Assignment
Copy each line of the following data that contains "inner".

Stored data

//! CSV audit trail. One file per concern, same shapes across sources.
//!
//! Each [`ReportWriter`] owns its `csv::Writer` behind a mutex, so a
//! [`ReportSet`] can be shared by worker threads without interleaving rows.

use std::fs::{File, OpenOptions};
use std::io::{BufWriter, Write};
use std::path::Path;

use parking_lot::Mutex;

use crate::config::{ConfidenceFormat, ReportConfig};
use crate::covariation::{CovariationEntry, PairKey};
use crate::error::ReconError;
use crate::model::{join_space, CandidateComplex, ComplexPlan, MatchResult, MatchType, XrefAction};

#[derive(Debug, Clone)]
pub struct ReportOptions {
    pub delimiter: u8,
    pub header: bool,
    pub include_confidence: bool,
    pub confidence_format: ConfidenceFormat,
    /// Append to existing files instead of truncating them. The header is
    /// only written to files that are new or empty.
    pub append: bool,
}

impl ReportOptions {
    pub fn from_config(config: &ReportConfig, confidence_format: ConfidenceFormat) -> Self {
        Self {
            delimiter: config.delimiter as u8,
            header: config.header,
            include_confidence: config.include_confidence,
            confidence_format,
            append: false,
        }
    }

    fn confidence(&self, value: Option<f64>) -> String {
        value.map(|v| self.confidence_format.format(v)).unwrap_or_default()
    }
}

impl Default for ReportOptions {
    fn default() -> Self {
        Self {
            delimiter: b',',
            header: true,
            include_confidence: true,
            confidence_format: ConfidenceFormat::default(),
            append: false,
        }
    }
}

/// A single report file.
pub struct ReportWriter {
    inner: Mutex<csv::Writer<Box<dyn Write + Send>>>,
}

impl ReportWriter {
    pub fn new(sink: Box<dyn Write + Send>, columns: &[&str], options: &ReportOptions) -> Result<Self, ReconError> {
        Self::with_header(sink, columns, options, options.header)
    }

    fn with_header(
        sink: Box<dyn Write + Send>,
        columns: &[&str],
        options: &ReportOptions,
        header: bool,
    ) -> Result<Self, ReconError> {
        let mut writer = csv::WriterBuilder::new()
            .delimiter(options.delimiter)
            .has_headers(false)
            .terminator(csv::Terminator::Any(b'\n'))
            .from_writer(sink);
        if header {
            writer.write_record(columns)?;
        }
        Ok(Self { inner: Mutex::new(writer) })
    }

    pub fn create(path: &Path, columns: &[&str], options: &ReportOptions) -> Result<Self, ReconError> {
        let (file, fresh) = if options.append {
            let file = OpenOptions::new().create(true).append(true).open(path)?;
            let fresh = file.metadata()?.len() == 0;
            (file, fresh)
        } else {
            (File::create(path)?, true)
        };
        Self::with_header(Box::new(BufWriter::new(file)), columns, options, options.header && fresh)
    }

    pub fn write_row<I, S>(&self, fields: I) -> Result<(), ReconError>
    where
        I: IntoIterator<Item = S>,
        S: AsRef<[u8]>,
    {
        self.inner.lock().write_record(fields)?;
        Ok(())
    }

    pub fn flush(&self) -> Result<(), ReconError> {
        self.inner.lock().flush()?;
        Ok(())
    }
}

fn with_confidence<'a>(columns: &[&'a str], options: &ReportOptions) -> Vec<&'a str> {
    let mut out = columns.to_vec();
    if options.include_confidence {
        out.push("confidence");
    }
    out
}

// ---------------------------------------------------------------------------
// Report set
// ---------------------------------------------------------------------------

pub struct ReportSet {
    options: ReportOptions,
    errors: ReportWriter,
    failed: ReportWriter,
    no_match: ReportWriter,
    exact_match: ReportWriter,
    multiple_exact_matches: ReportWriter,
    partial_match: ReportWriter,
    new_complexes: ReportWriter,
    updated_complexes: ReportWriter,
}

const ERRORS: &[&str] = &["ids", "error_message"];
const FAILED: &[&str] = &["id", "participant_acs", "problematic_acs", "reasons"];
const NO_MATCH: &[&str] = &["ids", "proteins"];
const EXACT: &[&str] = &["match_type", "ids", "proteins", "complex_ac", "complex_type"];
const MULTIPLE: &[&str] = &["match_type", "ids", "proteins", "complex_acs", "complex_types"];
const PARTIAL: &[&str] = &[
    "match_type",
    "ids",
    "proteins",
    "complex_ac",
    "complex_type",
    "num_proteins_in_common",
    "num_extra_proteins_in_complex",
    "num_proteins_missing_in_complex",
    "similarity",
];
const WRITE: &[&str] = &["ids", "confidence", "uniprot_acs", "complex_acs", "xref_qualifier"];

impl ReportSet {
    /// Open every report file under `dir`, creating the directory if needed.
    pub fn create(dir: &Path, options: ReportOptions) -> Result<Self, ReconError> {
        std::fs::create_dir_all(dir)?;
        let open = |name: &str, columns: Vec<&str>| ReportWriter::create(&dir.join(name), &columns, &options);
        Ok(Self {
            errors: open("errors.csv", ERRORS.to_vec())?,
            failed: open("failed.csv", FAILED.to_vec())?,
            no_match: open("no_match.csv", with_confidence(NO_MATCH, &options))?,
            exact_match: open("exact_match.csv", with_confidence(EXACT, &options))?,
            multiple_exact_matches: open("multiple_exact_matches.csv", with_confidence(MULTIPLE, &options))?,
            partial_match: open("partial_match.csv", with_confidence(PARTIAL, &options))?,
            new_complexes: open("new_complexes.csv", WRITE.to_vec())?,
            updated_complexes: open("updated_complexes.csv", WRITE.to_vec())?,
            options,
        })
    }

    pub fn error(&self, ids: &str, message: &str) -> Result<(), ReconError> {
        self.errors.write_row([ids, message])
    }

    pub fn failed(
        &self,
        candidate: &CandidateComplex,
        problematic: &[String],
        reasons: &[String],
    ) -> Result<(), ReconError> {
        self.failed.write_row([
            candidate.ids_joined(),
            candidate.members_joined(),
            problematic.join(" "),
            reasons.join(";"),
        ])
    }

    /// One row per matched complex (one row for no match / multiple exact).
    pub fn matched(&self, candidate: &CandidateComplex, result: &MatchResult) -> Result<(), ReconError> {
        let ids = candidate.ids_joined();
        let proteins = candidate.members_joined();
        let confidence = self.options.confidence(candidate.confidence);
        let conf = |mut row: Vec<String>| {
            if self.options.include_confidence {
                row.push(confidence.clone());
            }
            row
        };

        match result.match_type {
            MatchType::NoMatch => self.no_match.write_row(conf(vec![ids, proteins])),
            MatchType::ExactMatch => {
                for m in &result.matched {
                    self.exact_match.write_row(conf(vec![
                        result.match_type.to_string(),
                        ids.clone(),
                        proteins.clone(),
                        m.complex.accession.clone(),
                        m.complex.complex_type.to_string(),
                    ]))?;
                }
                Ok(())
            }
            MatchType::MultipleExactMatches => {
                let acs: Vec<String> = result.complexes().map(|c| c.accession.clone()).collect();
                let types: Vec<String> = result.complexes().map(|c| c.complex_type.to_string()).collect();
                self.multiple_exact_matches.write_row(conf(vec![
                    result.match_type.to_string(),
                    ids,
                    proteins,
                    join_space(&acs),
                    join_space(&types),
                ]))
            }
            MatchType::PartialMatch => {
                for m in &result.matched {
                    self.partial_match.write_row(conf(vec![
                        result.match_type.to_string(),
                        ids.clone(),
                        proteins.clone(),
                        m.complex.accession.clone(),
                        m.complex.complex_type.to_string(),
                        m.metrics.proteins_in_common.to_string(),
                        m.metrics.extra_in_complex.to_string(),
                        m.metrics.missing_in_complex.to_string(),
                        format!("{:.4}", m.metrics.similarity),
                    ]))?;
                }
                Ok(())
            }
        }
    }

    /// Record a plan in the new- or updated-complex report.
    pub fn written(&self, plan: &ComplexPlan) -> Result<(), ReconError> {
        let mut qualifiers: Vec<String> = plan
            .xref_ops
            .iter()
            .filter_map(|op| match &op.action {
                XrefAction::Add { qualifier, .. } => Some(qualifier.clone()),
                XrefAction::Update { new_qualifier, .. } => Some(new_qualifier.clone()),
                XrefAction::Remove { .. } => None,
            })
            .collect();
        qualifiers.sort();
        qualifiers.dedup();

        let row = [
            plan.candidate.ids_joined(),
            self.options.confidence(plan.candidate.confidence),
            plan.candidate.members_joined(),
            plan.complex.to_string(),
            qualifiers.join(" "),
        ];
        if plan.is_new_complex() {
            self.new_complexes.write_row(row)
        } else {
            self.updated_complexes.write_row(row)
        }
    }

    pub fn flush(&self) -> Result<(), ReconError> {
        for w in [
            &self.errors,
            &self.failed,
            &self.no_match,
            &self.exact_match,
            &self.multiple_exact_matches,
            &self.partial_match,
            &self.new_complexes,
            &self.updated_complexes,
        ] {
            w.flush()?;
        }
        Ok(())
    }
}

// ---------------------------------------------------------------------------
// Covariation reports
// ---------------------------------------------------------------------------

pub struct CovariationReports {
    with_score: ReportWriter,
    without_score: ReportWriter,
}

impl CovariationReports {
    pub fn create(dir: &Path, options: &ReportOptions) -> Result<Self, ReconError> {
        std::fs::create_dir_all(dir)?;
        Ok(Self {
            with_score: ReportWriter::create(
                &dir.join("covariation_with_score.csv"),
                &["complex_id", "protein_a", "protein_b", "mi_score"],
                options,
            )?,
            without_score: ReportWriter::create(
                &dir.join("covariation_without_score.csv"),
                &["complex_id", "protein_a", "protein_b"],
                options,
            )?,
        })
    }

    pub fn write(
        &self,
        complex_id: &str,
        with_score: &[CovariationEntry],
        without_score: &[PairKey],
    ) -> Result<(), ReconError> {
        for e in with_score {
            self.with_score.write_row([
                complex_id,
                e.protein_a.as_str(),
                e.protein_b.as_str(),
                e.probability.to_string().as_str(),
            ])?;
        }
        for pair in without_score {
            self.without_score.write_row([complex_id, pair.first(), pair.second()])?;
        }
        Ok(())
    }

    pub fn flush(&self) -> Result<(), ReconError> {
        self.with_score.flush()?;
        self.without_score.flush()
    }
}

Reply to the exercise
    inner: Mutex<csv::Writer<Box<dyn Write + Send>>>,
        Ok(Self { inner: Mutex::new(writer) })
        self.inner.lock().write_record(fields)?;
        self.inner.lock().flush()?;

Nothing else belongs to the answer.